(Stored data)
============================================================
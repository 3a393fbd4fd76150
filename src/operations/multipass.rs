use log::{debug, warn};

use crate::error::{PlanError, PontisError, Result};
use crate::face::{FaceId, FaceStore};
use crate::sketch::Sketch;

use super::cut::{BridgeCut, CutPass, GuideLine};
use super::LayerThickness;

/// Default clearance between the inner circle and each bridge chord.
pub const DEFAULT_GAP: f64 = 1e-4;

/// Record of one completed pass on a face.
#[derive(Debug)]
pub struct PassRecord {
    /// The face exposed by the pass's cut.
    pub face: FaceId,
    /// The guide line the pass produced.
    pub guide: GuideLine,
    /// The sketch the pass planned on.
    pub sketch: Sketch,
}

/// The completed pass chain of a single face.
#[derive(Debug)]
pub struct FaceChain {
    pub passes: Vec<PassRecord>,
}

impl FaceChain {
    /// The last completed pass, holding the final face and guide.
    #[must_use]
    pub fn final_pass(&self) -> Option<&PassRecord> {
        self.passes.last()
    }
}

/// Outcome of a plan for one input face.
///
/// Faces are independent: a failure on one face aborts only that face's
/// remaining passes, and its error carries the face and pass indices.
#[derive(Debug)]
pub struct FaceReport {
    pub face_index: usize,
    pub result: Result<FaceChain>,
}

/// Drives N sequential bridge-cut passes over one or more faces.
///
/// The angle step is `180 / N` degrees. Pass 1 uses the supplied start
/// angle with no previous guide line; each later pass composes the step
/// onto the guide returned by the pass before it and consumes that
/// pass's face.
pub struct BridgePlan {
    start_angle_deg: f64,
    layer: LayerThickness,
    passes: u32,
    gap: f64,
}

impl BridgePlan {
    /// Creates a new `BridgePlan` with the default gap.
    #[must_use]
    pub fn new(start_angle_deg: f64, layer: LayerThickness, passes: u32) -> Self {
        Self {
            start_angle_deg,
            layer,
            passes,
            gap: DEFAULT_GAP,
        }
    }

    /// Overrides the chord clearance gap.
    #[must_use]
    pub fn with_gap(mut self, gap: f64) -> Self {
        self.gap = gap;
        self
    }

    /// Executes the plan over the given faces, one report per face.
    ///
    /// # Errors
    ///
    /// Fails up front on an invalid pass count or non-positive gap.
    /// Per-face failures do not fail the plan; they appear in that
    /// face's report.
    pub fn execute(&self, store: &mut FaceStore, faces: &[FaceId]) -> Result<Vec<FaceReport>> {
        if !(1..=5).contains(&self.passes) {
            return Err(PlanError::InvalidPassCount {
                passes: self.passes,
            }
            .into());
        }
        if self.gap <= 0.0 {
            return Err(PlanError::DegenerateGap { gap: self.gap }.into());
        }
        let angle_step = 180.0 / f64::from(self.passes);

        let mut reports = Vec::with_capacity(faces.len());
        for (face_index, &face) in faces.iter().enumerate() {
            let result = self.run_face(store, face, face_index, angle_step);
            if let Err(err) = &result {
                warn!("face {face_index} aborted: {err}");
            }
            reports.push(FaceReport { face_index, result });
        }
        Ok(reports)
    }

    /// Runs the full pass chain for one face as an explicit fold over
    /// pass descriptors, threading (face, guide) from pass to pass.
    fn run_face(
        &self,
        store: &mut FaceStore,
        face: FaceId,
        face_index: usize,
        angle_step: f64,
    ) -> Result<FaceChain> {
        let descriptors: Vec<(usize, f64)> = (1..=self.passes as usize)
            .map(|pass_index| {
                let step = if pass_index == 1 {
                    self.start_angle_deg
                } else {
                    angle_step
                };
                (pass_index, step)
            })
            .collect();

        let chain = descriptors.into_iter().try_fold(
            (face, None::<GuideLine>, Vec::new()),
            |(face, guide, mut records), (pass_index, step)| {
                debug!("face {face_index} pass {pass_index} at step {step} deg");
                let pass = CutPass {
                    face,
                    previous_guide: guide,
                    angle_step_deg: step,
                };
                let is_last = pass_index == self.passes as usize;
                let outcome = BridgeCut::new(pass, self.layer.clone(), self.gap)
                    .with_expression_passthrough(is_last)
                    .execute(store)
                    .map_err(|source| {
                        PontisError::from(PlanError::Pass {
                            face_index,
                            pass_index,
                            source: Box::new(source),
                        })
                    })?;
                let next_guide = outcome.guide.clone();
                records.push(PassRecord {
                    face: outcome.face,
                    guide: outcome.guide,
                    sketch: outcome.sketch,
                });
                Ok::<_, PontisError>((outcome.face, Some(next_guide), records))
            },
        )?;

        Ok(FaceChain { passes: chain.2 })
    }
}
============================================================
What to produce: Whenever "descriptors" occurs in a line of the entries, copy that line.

Problem solution:
    /// pass descriptors, threading (face, guide) from pass to pass.
        let descriptors: Vec<(usize, f64)> = (1..=self.passes as usize)
        let chain = descriptors.into_iter().try_fold(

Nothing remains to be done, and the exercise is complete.